* **Your task**
Could you report every line of the listing below that holds the word "axum"?

* **Records to use**
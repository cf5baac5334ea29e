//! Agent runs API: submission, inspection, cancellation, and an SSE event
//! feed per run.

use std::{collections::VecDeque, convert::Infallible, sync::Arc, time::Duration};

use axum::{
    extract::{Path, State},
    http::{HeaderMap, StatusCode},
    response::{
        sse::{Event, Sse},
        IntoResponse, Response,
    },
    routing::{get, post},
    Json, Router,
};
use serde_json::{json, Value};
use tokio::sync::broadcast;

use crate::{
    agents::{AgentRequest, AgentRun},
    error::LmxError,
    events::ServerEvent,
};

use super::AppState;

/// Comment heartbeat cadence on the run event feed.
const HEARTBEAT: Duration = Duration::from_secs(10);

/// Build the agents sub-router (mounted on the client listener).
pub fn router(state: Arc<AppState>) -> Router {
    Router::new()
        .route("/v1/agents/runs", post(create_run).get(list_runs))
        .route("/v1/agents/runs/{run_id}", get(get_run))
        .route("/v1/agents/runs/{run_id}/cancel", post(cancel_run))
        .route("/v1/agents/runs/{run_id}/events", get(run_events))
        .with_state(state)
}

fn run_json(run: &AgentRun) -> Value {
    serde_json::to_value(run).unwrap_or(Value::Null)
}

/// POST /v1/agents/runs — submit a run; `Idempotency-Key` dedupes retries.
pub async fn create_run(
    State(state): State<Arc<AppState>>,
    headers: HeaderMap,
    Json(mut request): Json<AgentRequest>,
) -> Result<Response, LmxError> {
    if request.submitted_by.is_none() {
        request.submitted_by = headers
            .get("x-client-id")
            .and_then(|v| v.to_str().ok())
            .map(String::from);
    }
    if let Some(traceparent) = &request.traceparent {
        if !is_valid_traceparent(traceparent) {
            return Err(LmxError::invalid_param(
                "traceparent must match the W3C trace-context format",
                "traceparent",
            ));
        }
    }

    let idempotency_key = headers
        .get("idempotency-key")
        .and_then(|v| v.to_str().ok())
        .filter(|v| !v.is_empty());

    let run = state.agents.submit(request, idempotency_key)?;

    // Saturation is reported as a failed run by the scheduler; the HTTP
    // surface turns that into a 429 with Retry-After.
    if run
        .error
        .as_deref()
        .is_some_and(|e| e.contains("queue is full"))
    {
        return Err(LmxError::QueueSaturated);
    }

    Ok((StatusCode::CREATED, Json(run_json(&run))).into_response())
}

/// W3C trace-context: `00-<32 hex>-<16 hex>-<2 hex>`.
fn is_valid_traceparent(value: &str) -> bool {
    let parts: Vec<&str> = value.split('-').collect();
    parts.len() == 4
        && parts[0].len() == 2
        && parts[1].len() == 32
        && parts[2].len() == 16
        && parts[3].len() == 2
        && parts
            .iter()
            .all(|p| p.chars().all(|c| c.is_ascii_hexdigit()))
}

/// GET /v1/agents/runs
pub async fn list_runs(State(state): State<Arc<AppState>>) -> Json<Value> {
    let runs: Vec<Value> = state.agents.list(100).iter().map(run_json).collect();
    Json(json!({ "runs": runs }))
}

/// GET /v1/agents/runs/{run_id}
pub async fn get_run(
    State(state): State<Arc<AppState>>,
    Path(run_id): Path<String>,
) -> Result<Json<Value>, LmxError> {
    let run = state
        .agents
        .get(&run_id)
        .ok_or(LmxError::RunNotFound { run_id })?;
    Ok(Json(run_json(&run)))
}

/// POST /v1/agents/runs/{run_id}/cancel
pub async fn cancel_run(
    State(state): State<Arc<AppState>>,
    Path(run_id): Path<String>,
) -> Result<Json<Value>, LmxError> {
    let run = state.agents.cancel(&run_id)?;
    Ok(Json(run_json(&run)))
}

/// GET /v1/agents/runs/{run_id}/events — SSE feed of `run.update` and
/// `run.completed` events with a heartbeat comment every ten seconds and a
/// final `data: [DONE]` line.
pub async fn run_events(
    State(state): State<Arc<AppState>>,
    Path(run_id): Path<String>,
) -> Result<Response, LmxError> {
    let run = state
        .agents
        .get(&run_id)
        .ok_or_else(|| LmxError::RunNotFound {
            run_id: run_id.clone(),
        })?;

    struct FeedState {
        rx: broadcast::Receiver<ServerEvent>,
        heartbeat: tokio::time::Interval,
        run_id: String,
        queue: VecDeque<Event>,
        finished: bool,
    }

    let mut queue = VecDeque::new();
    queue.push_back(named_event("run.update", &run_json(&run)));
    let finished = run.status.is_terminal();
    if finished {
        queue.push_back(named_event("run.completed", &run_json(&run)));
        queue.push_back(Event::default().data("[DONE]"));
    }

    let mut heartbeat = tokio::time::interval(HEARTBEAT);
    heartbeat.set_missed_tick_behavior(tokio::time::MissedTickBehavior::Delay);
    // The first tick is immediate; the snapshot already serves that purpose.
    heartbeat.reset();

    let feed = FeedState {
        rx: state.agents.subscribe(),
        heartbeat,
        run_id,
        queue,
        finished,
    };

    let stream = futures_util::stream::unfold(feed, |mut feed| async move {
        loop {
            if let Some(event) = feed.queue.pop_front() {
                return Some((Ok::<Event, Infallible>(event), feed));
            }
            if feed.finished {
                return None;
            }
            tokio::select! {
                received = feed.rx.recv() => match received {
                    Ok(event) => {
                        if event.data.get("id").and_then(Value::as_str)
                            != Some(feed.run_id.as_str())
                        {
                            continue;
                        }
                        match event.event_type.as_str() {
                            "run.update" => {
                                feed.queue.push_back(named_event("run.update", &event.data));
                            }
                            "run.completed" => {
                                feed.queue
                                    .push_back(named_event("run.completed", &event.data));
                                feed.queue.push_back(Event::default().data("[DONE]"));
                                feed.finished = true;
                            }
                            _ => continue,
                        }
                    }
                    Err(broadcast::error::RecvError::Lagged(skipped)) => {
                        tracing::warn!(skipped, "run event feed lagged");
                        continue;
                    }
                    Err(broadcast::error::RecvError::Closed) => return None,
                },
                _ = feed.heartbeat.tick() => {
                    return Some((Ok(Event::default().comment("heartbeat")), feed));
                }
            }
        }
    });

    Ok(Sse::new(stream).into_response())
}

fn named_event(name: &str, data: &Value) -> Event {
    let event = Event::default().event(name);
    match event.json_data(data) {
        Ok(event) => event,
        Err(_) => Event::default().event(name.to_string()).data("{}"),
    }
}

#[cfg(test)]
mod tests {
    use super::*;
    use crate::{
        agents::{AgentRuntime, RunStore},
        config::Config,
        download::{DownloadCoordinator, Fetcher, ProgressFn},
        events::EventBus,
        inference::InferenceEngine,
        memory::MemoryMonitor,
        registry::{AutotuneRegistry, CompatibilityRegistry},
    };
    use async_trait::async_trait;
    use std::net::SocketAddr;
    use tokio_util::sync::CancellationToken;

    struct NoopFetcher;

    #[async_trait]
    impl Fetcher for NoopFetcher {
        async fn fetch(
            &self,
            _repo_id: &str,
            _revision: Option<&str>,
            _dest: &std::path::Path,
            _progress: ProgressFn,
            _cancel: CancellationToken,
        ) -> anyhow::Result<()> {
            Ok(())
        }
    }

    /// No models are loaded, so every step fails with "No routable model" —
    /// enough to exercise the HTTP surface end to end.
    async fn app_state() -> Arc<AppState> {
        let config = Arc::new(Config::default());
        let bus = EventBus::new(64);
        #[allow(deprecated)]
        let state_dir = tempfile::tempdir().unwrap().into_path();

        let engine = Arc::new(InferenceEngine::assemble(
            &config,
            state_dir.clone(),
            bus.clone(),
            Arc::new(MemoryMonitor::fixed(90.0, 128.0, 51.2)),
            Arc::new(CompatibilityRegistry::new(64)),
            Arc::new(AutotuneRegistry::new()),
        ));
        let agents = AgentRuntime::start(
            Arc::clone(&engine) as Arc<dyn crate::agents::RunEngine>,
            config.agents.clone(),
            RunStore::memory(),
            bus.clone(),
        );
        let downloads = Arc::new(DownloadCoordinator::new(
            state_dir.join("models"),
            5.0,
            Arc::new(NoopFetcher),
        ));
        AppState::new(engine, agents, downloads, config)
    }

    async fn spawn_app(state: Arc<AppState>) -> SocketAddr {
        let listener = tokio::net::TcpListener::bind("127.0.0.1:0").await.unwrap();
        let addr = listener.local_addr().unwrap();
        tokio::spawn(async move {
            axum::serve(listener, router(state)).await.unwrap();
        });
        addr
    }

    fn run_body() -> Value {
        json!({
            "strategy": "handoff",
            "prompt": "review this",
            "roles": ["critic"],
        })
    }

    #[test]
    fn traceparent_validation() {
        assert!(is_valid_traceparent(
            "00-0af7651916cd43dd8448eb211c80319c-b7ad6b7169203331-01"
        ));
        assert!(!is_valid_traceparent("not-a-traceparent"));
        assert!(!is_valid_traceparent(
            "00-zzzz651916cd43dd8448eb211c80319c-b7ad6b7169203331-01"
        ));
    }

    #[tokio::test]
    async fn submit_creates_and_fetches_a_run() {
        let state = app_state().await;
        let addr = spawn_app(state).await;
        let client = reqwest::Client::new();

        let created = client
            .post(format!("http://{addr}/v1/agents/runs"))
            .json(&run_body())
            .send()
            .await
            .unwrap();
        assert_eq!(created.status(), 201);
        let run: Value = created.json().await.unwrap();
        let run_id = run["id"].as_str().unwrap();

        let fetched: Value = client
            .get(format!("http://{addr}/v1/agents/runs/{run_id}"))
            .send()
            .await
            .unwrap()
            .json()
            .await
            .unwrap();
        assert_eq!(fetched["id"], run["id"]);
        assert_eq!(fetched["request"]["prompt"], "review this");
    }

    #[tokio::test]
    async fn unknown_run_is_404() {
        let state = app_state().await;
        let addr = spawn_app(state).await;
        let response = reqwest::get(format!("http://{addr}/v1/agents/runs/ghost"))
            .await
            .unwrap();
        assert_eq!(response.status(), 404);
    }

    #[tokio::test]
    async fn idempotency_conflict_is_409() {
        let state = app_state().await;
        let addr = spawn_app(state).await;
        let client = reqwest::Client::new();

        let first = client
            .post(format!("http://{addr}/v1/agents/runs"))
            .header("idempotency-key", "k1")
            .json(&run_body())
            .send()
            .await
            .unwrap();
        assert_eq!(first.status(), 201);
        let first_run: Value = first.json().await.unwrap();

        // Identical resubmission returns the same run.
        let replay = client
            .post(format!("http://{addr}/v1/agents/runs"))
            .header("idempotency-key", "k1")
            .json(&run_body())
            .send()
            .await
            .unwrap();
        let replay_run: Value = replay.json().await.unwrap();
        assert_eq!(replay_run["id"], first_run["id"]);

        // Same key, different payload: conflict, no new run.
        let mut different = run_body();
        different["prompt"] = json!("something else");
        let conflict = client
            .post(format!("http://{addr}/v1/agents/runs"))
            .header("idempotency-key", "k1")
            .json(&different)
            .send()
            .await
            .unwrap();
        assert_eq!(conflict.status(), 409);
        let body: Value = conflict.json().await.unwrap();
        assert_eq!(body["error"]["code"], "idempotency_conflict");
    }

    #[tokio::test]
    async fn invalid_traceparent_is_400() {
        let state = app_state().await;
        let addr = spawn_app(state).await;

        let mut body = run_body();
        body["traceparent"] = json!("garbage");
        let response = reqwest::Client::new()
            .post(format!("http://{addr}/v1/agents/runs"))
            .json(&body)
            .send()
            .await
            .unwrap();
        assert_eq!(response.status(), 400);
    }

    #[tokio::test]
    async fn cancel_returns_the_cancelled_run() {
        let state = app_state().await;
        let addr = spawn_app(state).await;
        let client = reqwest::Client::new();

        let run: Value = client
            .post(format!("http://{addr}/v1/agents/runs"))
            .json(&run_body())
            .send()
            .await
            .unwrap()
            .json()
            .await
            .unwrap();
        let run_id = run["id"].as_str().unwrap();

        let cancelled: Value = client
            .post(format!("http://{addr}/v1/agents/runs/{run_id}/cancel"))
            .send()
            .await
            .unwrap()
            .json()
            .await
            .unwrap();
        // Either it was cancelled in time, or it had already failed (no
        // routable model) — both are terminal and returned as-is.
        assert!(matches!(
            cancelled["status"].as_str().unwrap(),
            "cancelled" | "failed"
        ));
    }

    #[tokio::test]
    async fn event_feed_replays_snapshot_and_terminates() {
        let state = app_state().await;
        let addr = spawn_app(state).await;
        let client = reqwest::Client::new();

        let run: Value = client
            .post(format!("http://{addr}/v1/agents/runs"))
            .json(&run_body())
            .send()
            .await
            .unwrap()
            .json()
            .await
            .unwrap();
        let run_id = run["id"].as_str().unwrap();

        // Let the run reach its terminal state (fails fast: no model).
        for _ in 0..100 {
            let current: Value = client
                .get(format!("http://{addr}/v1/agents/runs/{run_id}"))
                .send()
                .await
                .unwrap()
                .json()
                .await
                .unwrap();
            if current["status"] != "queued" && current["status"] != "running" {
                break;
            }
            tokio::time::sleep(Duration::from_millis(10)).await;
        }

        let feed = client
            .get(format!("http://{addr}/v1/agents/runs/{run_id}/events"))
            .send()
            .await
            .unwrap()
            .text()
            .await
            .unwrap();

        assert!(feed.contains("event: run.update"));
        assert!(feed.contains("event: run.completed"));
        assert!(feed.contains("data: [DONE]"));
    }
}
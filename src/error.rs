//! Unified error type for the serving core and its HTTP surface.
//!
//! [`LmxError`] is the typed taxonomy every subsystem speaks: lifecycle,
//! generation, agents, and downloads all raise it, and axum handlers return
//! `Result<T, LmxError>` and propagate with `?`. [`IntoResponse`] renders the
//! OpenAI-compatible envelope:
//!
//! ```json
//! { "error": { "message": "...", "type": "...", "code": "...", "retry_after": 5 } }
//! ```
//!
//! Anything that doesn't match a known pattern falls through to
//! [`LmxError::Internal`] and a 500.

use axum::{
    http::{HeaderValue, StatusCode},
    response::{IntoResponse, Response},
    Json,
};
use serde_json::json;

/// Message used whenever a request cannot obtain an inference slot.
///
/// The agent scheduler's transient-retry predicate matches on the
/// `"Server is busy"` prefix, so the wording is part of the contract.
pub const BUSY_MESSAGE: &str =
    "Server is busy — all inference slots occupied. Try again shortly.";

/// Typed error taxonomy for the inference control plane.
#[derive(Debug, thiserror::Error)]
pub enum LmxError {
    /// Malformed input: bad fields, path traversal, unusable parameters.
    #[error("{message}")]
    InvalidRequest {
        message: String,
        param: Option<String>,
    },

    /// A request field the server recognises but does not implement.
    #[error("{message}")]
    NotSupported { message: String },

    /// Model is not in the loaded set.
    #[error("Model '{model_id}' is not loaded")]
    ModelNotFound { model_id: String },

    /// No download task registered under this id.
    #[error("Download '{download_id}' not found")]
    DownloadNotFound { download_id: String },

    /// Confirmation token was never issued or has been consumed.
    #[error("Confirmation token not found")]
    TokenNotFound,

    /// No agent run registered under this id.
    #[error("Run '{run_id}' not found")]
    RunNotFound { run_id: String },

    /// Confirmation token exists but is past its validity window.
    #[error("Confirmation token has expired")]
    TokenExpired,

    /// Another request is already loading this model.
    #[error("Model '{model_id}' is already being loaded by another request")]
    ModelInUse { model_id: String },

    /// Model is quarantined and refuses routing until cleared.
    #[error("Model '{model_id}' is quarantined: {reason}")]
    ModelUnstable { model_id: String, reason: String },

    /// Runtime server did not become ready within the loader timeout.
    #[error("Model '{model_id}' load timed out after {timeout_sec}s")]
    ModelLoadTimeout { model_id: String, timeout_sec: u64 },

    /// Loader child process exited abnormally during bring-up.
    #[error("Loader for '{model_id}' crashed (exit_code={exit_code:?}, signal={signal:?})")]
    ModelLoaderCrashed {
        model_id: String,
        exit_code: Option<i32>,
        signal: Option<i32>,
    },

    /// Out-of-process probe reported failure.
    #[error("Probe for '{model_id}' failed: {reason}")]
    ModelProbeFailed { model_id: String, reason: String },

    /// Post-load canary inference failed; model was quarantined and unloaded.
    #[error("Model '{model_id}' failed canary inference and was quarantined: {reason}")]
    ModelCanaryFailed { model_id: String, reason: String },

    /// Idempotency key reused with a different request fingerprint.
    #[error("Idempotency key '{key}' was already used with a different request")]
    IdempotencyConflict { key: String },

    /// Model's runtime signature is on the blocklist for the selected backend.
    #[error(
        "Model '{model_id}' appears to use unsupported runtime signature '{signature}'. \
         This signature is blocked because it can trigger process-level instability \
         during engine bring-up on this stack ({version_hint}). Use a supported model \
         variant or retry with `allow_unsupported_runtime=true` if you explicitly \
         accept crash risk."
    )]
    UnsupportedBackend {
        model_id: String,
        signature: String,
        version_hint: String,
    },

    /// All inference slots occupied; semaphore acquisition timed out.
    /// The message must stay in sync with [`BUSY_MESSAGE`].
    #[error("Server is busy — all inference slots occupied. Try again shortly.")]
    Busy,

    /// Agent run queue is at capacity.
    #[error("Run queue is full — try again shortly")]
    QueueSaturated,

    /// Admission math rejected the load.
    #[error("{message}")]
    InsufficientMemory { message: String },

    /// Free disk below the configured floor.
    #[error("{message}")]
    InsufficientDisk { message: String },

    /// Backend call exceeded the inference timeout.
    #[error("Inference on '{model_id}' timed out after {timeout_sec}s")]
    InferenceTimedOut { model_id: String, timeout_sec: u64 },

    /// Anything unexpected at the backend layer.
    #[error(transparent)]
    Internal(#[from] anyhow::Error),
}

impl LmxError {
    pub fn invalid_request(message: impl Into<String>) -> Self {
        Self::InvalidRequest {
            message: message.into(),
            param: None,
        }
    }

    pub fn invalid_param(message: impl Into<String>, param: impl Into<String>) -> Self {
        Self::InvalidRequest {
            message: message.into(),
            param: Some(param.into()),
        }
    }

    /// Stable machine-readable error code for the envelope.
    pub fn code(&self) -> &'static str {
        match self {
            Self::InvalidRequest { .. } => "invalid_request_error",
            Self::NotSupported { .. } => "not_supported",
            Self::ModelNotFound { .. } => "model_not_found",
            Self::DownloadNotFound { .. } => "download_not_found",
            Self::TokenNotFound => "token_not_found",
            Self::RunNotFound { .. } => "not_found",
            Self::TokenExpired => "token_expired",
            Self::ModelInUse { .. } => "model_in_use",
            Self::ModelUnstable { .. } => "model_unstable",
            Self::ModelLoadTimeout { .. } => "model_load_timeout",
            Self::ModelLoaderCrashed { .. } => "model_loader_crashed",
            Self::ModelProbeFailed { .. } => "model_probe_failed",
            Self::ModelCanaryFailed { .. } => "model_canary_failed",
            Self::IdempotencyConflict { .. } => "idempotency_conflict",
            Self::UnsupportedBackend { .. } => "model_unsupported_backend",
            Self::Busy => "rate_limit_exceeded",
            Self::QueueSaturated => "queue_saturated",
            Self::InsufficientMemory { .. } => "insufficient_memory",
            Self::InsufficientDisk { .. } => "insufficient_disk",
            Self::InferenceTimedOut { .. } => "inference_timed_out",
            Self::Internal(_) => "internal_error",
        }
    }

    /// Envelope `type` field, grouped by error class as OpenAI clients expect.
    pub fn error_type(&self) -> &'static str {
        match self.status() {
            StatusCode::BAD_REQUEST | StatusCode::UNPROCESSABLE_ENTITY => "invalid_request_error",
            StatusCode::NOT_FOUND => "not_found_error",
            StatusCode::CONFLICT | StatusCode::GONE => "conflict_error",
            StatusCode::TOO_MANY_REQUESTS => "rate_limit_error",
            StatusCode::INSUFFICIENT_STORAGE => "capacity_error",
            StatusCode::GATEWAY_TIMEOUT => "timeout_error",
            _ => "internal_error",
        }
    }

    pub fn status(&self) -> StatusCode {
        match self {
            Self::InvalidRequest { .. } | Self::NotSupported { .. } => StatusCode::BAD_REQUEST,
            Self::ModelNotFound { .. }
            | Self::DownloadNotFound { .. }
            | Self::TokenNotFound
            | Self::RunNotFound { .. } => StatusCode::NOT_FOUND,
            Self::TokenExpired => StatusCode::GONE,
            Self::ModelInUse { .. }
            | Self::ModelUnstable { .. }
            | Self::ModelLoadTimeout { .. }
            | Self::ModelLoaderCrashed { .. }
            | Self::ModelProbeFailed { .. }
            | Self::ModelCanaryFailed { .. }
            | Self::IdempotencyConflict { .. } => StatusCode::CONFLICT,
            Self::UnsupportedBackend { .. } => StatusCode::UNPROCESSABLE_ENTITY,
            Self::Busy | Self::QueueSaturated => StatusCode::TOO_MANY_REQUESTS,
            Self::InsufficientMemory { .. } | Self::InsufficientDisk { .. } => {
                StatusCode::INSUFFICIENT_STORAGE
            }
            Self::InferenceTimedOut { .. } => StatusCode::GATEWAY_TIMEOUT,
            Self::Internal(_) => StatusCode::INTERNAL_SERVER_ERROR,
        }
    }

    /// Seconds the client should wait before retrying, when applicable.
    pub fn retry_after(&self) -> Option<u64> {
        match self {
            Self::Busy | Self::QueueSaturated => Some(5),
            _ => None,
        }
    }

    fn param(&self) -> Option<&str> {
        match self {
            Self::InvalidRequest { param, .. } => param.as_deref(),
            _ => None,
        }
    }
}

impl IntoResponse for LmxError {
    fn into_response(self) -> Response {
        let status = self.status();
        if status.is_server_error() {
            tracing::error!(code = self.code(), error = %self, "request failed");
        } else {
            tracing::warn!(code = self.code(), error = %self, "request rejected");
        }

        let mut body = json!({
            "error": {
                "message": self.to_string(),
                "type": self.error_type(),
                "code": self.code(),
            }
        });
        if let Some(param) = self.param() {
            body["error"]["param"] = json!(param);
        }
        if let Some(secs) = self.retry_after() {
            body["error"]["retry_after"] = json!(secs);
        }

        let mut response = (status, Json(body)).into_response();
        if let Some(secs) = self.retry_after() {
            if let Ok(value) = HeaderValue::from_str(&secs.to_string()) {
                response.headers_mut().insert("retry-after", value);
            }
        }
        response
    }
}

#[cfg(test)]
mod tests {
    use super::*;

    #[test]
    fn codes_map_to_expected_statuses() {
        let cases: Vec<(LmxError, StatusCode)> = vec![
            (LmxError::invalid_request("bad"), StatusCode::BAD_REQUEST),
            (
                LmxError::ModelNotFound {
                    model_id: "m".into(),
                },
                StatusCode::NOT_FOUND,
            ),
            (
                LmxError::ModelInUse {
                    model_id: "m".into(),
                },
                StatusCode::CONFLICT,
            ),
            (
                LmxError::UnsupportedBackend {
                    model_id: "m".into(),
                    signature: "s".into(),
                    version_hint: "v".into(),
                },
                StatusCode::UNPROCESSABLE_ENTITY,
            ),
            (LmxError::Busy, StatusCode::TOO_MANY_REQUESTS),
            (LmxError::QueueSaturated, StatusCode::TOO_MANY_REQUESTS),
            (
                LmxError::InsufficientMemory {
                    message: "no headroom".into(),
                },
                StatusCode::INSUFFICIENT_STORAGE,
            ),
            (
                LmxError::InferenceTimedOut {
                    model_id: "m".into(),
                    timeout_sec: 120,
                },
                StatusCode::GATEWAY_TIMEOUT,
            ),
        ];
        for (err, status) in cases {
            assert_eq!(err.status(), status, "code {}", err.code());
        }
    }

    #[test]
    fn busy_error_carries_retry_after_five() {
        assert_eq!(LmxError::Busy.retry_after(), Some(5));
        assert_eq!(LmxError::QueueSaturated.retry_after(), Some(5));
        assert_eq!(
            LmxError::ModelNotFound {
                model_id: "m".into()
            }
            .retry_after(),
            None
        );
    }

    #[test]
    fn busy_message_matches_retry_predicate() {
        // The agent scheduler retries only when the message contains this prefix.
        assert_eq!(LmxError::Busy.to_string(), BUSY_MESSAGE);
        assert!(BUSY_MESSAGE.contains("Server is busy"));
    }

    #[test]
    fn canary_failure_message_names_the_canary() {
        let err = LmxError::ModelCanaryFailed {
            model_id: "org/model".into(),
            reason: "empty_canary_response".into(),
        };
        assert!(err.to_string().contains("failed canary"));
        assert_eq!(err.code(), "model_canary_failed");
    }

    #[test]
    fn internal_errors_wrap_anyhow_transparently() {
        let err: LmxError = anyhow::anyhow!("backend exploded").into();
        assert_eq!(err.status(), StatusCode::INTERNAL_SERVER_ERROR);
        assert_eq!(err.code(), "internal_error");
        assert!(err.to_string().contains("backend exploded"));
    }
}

* **Exercise solution**
use axum::{
            axum::serve(listener, router(state)).await.unwrap();
//! generation, agents, and downloads all raise it, and axum handlers return
use axum::{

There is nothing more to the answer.